__AIM OF THE TASK__.
Lines of the records that hold the word "needs" are to be counted; give the number and nothing more.

Collection entries
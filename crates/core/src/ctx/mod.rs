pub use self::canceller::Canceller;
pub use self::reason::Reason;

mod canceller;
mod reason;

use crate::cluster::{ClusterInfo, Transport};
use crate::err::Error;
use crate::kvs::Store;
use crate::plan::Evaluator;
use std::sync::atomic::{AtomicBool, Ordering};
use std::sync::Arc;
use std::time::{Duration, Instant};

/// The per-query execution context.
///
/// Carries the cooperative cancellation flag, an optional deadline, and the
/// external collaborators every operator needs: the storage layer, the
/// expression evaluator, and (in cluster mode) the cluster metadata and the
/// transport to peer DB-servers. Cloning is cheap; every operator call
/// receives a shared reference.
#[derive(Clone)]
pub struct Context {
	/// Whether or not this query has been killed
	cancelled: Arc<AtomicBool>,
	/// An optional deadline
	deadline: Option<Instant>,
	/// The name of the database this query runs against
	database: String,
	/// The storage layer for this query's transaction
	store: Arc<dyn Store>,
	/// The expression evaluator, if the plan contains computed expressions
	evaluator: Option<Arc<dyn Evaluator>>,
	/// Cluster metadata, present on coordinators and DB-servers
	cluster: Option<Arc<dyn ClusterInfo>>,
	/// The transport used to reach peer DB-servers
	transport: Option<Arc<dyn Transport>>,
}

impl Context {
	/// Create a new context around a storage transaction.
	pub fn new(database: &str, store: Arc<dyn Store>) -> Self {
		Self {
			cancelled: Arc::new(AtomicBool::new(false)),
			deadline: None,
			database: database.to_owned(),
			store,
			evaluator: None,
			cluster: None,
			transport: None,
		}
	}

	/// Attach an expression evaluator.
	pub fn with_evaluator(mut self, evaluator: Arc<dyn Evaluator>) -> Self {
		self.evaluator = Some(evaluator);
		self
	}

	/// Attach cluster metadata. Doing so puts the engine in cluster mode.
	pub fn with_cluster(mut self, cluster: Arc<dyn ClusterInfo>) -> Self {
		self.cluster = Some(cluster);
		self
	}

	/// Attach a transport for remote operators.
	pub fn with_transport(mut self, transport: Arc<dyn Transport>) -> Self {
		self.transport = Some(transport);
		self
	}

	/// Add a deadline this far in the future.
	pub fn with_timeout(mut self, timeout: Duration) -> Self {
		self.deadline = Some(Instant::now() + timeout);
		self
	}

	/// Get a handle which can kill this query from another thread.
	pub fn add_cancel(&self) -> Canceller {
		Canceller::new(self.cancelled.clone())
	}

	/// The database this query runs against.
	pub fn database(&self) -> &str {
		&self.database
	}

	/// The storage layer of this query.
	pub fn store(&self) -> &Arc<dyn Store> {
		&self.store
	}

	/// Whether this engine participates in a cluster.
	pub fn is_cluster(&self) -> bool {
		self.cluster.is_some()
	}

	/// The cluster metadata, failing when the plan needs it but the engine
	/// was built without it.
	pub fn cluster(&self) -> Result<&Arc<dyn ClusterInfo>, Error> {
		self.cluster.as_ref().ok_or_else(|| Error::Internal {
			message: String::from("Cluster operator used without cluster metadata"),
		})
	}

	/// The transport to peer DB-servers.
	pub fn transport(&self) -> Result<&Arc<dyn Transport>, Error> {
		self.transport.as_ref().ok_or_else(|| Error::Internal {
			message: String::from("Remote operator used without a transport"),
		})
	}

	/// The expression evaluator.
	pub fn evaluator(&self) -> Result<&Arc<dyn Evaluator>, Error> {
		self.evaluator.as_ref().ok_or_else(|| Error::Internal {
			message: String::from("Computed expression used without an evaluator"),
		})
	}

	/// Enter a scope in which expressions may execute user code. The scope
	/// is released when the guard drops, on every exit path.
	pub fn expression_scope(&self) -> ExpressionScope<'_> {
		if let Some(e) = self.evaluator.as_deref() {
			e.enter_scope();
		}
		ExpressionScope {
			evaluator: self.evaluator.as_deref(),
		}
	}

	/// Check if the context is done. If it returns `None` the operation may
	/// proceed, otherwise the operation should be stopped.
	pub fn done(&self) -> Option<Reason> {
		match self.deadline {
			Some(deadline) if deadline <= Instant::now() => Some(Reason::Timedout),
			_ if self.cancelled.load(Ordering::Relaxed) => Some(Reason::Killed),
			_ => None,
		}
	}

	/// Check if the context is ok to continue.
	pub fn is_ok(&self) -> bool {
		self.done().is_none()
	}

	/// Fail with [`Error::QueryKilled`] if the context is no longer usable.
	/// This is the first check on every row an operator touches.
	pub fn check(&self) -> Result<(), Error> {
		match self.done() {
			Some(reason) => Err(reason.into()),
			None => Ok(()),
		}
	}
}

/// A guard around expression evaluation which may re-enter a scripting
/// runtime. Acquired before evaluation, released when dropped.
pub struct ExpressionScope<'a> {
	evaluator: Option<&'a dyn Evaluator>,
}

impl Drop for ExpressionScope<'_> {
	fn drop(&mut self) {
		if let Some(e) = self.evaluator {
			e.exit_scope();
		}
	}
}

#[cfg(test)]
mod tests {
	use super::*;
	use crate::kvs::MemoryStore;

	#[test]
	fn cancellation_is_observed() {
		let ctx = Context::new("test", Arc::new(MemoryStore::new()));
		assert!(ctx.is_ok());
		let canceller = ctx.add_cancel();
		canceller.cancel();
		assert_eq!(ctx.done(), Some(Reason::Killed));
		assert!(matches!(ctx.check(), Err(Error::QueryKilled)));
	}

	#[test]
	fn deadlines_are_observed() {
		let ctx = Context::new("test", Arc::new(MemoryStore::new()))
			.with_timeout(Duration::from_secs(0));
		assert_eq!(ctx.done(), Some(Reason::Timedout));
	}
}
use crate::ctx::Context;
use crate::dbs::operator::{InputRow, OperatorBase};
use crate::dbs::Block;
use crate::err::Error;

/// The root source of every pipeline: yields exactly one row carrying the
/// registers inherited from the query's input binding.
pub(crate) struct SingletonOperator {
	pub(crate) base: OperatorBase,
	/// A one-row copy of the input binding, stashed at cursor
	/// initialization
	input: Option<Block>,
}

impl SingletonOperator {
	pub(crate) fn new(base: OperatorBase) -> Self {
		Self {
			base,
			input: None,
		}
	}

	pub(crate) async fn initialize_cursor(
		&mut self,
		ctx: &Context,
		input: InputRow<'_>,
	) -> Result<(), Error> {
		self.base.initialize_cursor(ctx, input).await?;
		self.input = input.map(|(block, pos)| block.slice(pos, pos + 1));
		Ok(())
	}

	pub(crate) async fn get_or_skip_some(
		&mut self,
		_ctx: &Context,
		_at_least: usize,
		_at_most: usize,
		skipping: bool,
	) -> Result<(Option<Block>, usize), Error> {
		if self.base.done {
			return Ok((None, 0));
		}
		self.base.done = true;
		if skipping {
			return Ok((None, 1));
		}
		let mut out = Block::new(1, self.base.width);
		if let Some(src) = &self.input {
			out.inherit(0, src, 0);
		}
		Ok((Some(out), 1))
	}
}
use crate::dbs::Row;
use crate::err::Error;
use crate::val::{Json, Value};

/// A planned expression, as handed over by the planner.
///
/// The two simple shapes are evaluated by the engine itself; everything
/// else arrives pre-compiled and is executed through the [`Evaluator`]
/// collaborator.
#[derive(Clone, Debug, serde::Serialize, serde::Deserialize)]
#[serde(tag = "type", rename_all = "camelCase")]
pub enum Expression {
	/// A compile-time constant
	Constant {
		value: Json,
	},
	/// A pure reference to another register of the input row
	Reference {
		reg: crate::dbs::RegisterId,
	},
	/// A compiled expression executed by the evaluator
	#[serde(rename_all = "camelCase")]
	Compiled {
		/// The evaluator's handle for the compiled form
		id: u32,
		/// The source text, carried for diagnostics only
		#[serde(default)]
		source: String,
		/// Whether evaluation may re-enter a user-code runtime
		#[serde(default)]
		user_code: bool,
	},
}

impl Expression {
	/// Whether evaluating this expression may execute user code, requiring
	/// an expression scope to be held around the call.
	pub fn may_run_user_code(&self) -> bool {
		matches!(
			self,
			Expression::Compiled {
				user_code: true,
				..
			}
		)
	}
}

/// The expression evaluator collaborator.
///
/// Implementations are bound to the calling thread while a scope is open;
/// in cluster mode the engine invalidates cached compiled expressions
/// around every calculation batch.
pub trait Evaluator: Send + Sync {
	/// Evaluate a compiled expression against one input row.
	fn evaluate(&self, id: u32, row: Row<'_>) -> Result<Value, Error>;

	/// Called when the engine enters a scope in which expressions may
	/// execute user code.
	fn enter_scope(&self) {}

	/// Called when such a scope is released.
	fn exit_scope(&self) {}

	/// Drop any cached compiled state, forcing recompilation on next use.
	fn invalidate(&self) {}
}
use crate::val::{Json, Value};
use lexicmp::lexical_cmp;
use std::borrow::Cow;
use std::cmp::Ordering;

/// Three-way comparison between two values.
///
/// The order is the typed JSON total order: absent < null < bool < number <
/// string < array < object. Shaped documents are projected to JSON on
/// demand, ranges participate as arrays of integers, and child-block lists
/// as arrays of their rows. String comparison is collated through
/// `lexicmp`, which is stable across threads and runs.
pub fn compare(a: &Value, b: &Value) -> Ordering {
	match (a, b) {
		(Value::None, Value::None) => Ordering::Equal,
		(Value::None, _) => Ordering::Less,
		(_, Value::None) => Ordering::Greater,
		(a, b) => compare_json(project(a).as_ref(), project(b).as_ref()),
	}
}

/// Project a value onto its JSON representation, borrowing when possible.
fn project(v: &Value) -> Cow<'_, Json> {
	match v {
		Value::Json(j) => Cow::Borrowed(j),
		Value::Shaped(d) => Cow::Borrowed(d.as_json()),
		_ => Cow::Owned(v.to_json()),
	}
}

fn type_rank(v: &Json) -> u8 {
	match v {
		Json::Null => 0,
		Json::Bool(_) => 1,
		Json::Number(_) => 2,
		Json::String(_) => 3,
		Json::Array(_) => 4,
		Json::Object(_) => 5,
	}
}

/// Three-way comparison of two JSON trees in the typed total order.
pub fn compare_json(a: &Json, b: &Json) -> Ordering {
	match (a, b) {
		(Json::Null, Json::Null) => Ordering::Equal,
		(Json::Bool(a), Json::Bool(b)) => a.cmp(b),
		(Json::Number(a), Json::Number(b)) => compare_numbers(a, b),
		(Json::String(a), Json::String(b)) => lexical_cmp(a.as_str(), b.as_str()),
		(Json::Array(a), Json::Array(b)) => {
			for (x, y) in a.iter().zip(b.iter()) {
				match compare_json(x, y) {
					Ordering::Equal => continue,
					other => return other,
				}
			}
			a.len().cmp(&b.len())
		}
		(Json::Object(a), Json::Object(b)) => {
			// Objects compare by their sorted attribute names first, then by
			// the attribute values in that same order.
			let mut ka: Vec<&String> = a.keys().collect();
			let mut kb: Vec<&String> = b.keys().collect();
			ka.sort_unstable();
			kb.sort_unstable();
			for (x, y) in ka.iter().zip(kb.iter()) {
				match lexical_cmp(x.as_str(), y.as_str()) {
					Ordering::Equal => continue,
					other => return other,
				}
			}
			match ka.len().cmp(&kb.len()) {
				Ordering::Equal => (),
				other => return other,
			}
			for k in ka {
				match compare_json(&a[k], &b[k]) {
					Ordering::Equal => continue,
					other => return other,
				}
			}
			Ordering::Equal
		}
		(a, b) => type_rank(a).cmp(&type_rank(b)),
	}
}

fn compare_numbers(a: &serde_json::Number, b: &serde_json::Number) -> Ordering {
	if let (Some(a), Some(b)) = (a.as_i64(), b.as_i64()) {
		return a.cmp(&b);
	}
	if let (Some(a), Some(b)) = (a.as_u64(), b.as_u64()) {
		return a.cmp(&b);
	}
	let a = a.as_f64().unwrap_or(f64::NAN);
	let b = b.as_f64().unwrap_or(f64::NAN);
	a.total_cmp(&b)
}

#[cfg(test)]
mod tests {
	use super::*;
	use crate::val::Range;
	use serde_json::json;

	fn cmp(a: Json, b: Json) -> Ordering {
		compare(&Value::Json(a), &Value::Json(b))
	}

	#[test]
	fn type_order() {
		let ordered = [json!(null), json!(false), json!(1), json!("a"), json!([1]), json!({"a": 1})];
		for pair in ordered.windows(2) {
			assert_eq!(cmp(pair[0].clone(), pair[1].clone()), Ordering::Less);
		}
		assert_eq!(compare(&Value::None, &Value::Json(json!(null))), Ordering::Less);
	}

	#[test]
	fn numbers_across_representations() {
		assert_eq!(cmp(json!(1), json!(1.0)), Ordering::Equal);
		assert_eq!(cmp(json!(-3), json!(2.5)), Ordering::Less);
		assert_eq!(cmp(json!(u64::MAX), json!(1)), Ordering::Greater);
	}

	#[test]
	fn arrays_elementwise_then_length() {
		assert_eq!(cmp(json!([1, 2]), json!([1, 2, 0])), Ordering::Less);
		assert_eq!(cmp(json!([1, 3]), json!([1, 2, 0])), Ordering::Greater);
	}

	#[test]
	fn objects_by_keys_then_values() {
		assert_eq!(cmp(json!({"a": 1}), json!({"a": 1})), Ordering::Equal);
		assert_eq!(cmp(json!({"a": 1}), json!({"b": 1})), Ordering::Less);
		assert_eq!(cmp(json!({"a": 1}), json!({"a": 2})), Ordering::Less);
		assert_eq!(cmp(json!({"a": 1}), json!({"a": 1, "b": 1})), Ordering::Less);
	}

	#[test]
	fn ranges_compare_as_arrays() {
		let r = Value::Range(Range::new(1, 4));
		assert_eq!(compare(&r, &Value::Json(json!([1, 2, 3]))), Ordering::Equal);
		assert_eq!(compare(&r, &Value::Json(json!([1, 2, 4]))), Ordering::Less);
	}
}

__RESULT__.
2